Une fois, à l'école, nous avons étudié l'histoire de la voiture. Lorsqu'on a évoqué le XVIIIe siècle, j'ai eu peur, car on pourrait tout à coup parler de la Révolution française. Même quand nous lisons un livre en classe, j'ai peur qu'il y soit question de cette chose. Parfois, je lis le livre seul avant, comme ça je suis préparé. Si je lis le mot moi-même, cela ne me dérange pas. J'ai peur si quelqu'un d'autre le prononce. Ensuite, il y a cette incertitude : je ne sais pas ce qui va arriver.

Partout où cette chose pourrait apparaître, je fais attention. Pour les bandes-annonces au cinéma, je vais aux toilettes. Au théâtre, j'ai dit une fois que j'avais une infection urinaire. Pour les publicités sur Internet, je garde le doigt prêt à repousser la fenêtre si nécessaire. C'est toujours dangereux lorsqu'il est question du 18e siècle.

J'ai eu de la chance avec un documentaire sur la Bible. Elle est passée directement du 20e siècle au 15e siècle. À l'époque, cette chose n'existait pas encore. Et après la Seconde Guerre mondiale, elle a été abolie partout sauf en France. Je m'informe pour savoir quand je dois faire attention.

Quand la maîtresse m'a demandé, j'ai dit que j'avais mal à la tête.

Mes collègues sont à moitié au courant de ma peur. Ils ont été témoins d'une de mes crises, lorsque je suis sortie en courant de la classe pendant le cours d'histoire. L'enseignante m'a demandé ce que j'avais. J'ai répondu : 'Mal de tête'. Je n'osais pas le dire. Maman l'a expliqué à la maîtresse. Maintenant, je peux m'annoncer quand je veux sortir.

Je n'ai plus peur que des araignées. Mais on ne peut dire de lui qu'il a 'un peu peur'. Ah - et dans le bateau en mer : une tornade pourrait m'aspirer. Je ne suis donc pas obligé de partir en croisière. Et je ne dors jamais dans le noir. La nuit, j'allume la lampe de ma chambre en bleu. Comme ça, ça va. J'avais honte de cela.

Mais ensuite, j'ai remarqué qu'un élève de la classe avait aussi peur.
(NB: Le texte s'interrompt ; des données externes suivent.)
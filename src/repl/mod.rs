// パス: src/repl/mod.rs
// 役割: REPL を構成するモジュール群と実行オプションをまとめるファサード
// 意図: 対話モード / スクリプトモードの入口だけを公開し、部品は役割ごとに分ける
// 関連ファイル: src/repl/cmd.rs, src/repl/driver.rs, src/bin/jsrepl.rs
//! 対話環境
//!
//! - `continuation`: 行ごとの括弧の深さから、入力単位が閉じたかを判定する
//! - `driver`: 単位の解析・実行と結果の表示
//! - `printer`: 値の表示（循環参照を検出し、副作用なしで読む）
//! - `completion`: 変数名・プロパティ名の補完
//! - `cmd`: メインループとセッション状態

pub mod cmd;
pub mod completion;
mod console;
pub mod continuation;
pub mod driver;
mod globals;
mod highlight;
mod interrupt;
mod line_editor;
pub mod printer;
pub mod util;

use crate::parser::ParseMode;

pub use cmd::{run_repl, run_script, ReplSession};
pub use console::ReplConsole;

/// コマンドラインから集めた実行オプション。
#[derive(Debug, Clone, Default)]
pub struct ReplOptions {
    pub dump_ast: bool,
    pub dump_bytecode: bool,
    pub run_bytecode: bool,
    pub optimize_bytecode: bool,
    pub as_module: bool,
    pub print_last_result: bool,
    pub strip_ansi: bool,
    pub disable_source_location_hints: bool,
    pub no_syntax_highlight: bool,
}

impl ReplOptions {
    pub fn parse_mode(&self) -> ParseMode {
        if self.as_module {
            ParseMode::Module
        } else {
            ParseMode::Script
        }
    }
}
// パス: src/repl/completion.rs
// 役割: カーソル手前の入力から補完候補（変数名・プロパティ名）を集める
// 意図: 字句だけで文脈を分類し、実行中の realm の束縛とプロトタイプ鎖を副作用なしで読む
// 関連ファイル: src/lexer.rs, src/interpreter/mod.rs, src/repl/line_editor.rs
//! 補完エンジン
//!
//! - `名前` の途中なら、グローバルオブジェクト（とその鎖）と宣言済みの束縛から探す。
//! - `名前.` / `名前.途中` なら、その値の自身のプロパティ、続いてプロトタイプ鎖から探す。
//! - 候補は発見順で、同じ表示文字列は最初の 1 つだけ残す。

use std::collections::HashSet;

use runtime_heap::{Heap, ObjectId, PropertyKey, Value};

use crate::interpreter::Interpreter;
use crate::lexer::{lex, TokenKind};

/// 補完候補。`invariant_offset` は既に入力済みの接頭辞の長さ（置き換え不要な部分）。
#[derive(Debug, Clone, PartialEq, Eq)]
pub struct CompletionCandidate {
    pub text: String,
    pub invariant_offset: usize,
}

#[derive(Debug, Clone, Copy, PartialEq, Eq)]
enum Mode {
    Initial,
    HaveVariable,
    HaveDot,
    HaveProperty,
}

/// 重複を除きつつ発見順に候補を溜める。
struct Collector {
    prefix_len: usize,
    seen: HashSet<String>,
    out: Vec<CompletionCandidate>,
}

impl Collector {
    fn new(prefix: &str) -> Self {
        Self {
            prefix_len: prefix.len(),
            seen: HashSet::new(),
            out: Vec::new(),
        }
    }

    fn offer(&mut self, name: &str) {
        if self.seen.insert(name.to_string()) {
            self.out.push(CompletionCandidate {
                text: name.to_string(),
                invariant_offset: self.prefix_len,
            });
        }
    }

    /// 自身の名前付きプロパティから鎖の終端まで、文字列キーだけを拾う。
    fn properties_along_chain(&mut self, heap: &Heap, start: ObjectId, prefix: &str) {
        let mut visited = HashSet::new();
        let mut current = Some(start);
        while let Some(id) = current {
            if !visited.insert(id) {
                break;
            }
            let object = heap.object(id);
            for (key, _) in object.named_entries() {
                if let PropertyKey::String(name) = key {
                    if name.starts_with(prefix) {
                        self.offer(name);
                    }
                }
            }
            current = object.prototype;
        }
    }
}

/// `line` の `cursor`（バイト位置）までを見て候補を返す。
pub fn complete(interp: &Interpreter, line: &str, cursor: usize) -> Vec<CompletionCandidate> {
    let mut end = cursor.min(line.len());
    while !line.is_char_boundary(end) {
        end -= 1;
    }
    let tokens = lex(&line[..end]);

    let mut mode = Mode::Initial;
    let mut variable = String::new();
    let mut property = String::new();
    let mut trailing_trivia = false;
    for token in &tokens {
        if token.kind == TokenKind::Eof {
            trailing_trivia = !token.trivia.is_empty();
            break;
        }
        mode = match mode {
            Mode::HaveVariable if token.kind == TokenKind::Period => Mode::HaveDot,
            Mode::HaveVariable => Mode::Initial,
            Mode::HaveDot if token.is_identifier_name() => {
                property = token.value.clone();
                Mode::HaveProperty
            }
            Mode::HaveDot => Mode::Initial,
            Mode::Initial | Mode::HaveProperty if token.kind == TokenKind::Identifier => {
                variable = token.value.clone();
                Mode::HaveVariable
            }
            Mode::Initial | Mode::HaveProperty => Mode::Initial,
        };
    }

    // `名前.` の直後は空の接頭辞でプロパティを補完する
    if mode == Mode::HaveDot {
        mode = Mode::HaveProperty;
        property.clear();
        trailing_trivia = false;
    }
    if mode == Mode::Initial || trailing_trivia {
        return Vec::new();
    }

    let heap = &interp.heap;
    match mode {
        Mode::HaveProperty => {
            let Some(Value::Object(id)) = interp.global_binding(&variable) else {
                return Vec::new();
            };
            let mut collector = Collector::new(&property);
            collector.properties_along_chain(heap, id, &property);
            collector.out
        }
        Mode::HaveVariable => {
            let mut collector = Collector::new(&variable);
            collector.properties_along_chain(heap, interp.global_object(), &variable);
            for name in interp.global_binding_names() {
                if name.starts_with(variable.as_str()) {
                    collector.offer(&name);
                }
            }
            collector.out
        }
        Mode::Initial | Mode::HaveDot => Vec::new(),
    }
}

#[cfg(test)]
mod tests {
    use super::*;
    use crate::interpreter::test_util;

    fn realm(src: &str) -> Interpreter {
        let mut interp = Interpreter::headless();
        test_util::eval(&mut interp, src).expect("eval");
        interp
    }

    fn texts(candidates: &[CompletionCandidate]) -> Vec<&str> {
        candidates.iter().map(|c| c.text.as_str()).collect()
    }

    #[test]
    /// 自身のプロパティが発見順に並び、接頭辞の長さが記録される。
    fn property_prefix_matches_in_order() {
        let interp = realm("var obj = {foo: 1, fooBar: 2, bar: 3}");
        let got = complete(&interp, "obj.fo", 6);
        assert_eq!(texts(&got), vec!["foo", "fooBar"]);
        assert!(got.iter().all(|c| c.invariant_offset == 2));
    }

    #[test]
    /// プロトタイプ側の同名プロパティは重複しない。
    fn shadowed_prototype_names_are_suppressed() {
        let interp = realm("const proto = {foo: 0, fizz: 1}; var obj = Object.create(proto); obj.foo = 2; obj.fooBar = 3;");
        let got = complete(&interp, "obj.f", 5);
        assert_eq!(texts(&got), vec!["foo", "fooBar", "fizz"]);
    }

    #[test]
    fn dot_without_name_lists_everything() {
        let interp = realm("let point = {x: 1, y: 2}");
        let got = complete(&interp, "point.", 6);
        let names = texts(&got);
        assert_eq!(&names[..2], &["x", "y"]);
        assert!(names.contains(&"hasOwnProperty"), "{:?}", names);
        assert!(got.iter().all(|c| c.invariant_offset == 0));
    }

    #[test]
    /// 変数名は、グローバルオブジェクトのプロパティ → 宣言済み束縛の順。
    fn variables_come_from_global_object_and_bindings() {
        let interp = realm("var zetaVar = 1; let zetaLet = 2;");
        let got = complete(&interp, "zeta", 4);
        assert_eq!(texts(&got), vec!["zetaVar", "zetaLet"]);
        assert!(got.iter().all(|c| c.invariant_offset == 4));
    }

    #[test]
    fn trailing_whitespace_disables_completion() {
        let interp = realm("var obj = {foo: 1}");
        assert!(complete(&interp, "obj ", 4).is_empty());
        assert!(complete(&interp, "obj.fo ", 7).is_empty());
        assert!(!complete(&interp, "obj. ", 4).is_empty());
    }

    #[test]
    fn primitives_and_unknown_names_give_nothing() {
        let interp = realm("var s = 'text'");
        assert!(complete(&interp, "s.le", 4).is_empty());
        assert!(complete(&interp, "missing.a", 9).is_empty());
        assert!(complete(&interp, "1 +", 3).is_empty());
    }

    #[test]
    /// カーソルより後ろは無視する。
    fn only_text_before_cursor_counts() {
        let interp = realm("var obj = {alpha: 1, beta: 2}");
        let got = complete(&interp, "obj.al + 1", 6);
        assert_eq!(texts(&got), vec!["alpha"]);
    }

    #[test]
    fn keyword_property_names_are_completed() {
        let interp = realm("var o = {default: 1, delta: 2}");
        assert_eq!(texts(&complete(&interp, "o.default", 9)), vec!["default"]);
    }
}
Un jour, alors qu'il avait peur du tonnerre, je lui ai dit : 'Tout va bien. Il ne peut rien t'arriver'. C'est ainsi que nous avons commencé à parler de nos peurs.

Je veux aider les gens qui ont peur. Je sais moi-même ce que c'est. Mes collègues m'aident aussi. Quand ils ont remarqué que je commençais à avoir peur pendant la semaine d'école à la campagne, ils m'ont dit : 'Si ça va mal, nous sortirons avec toi'".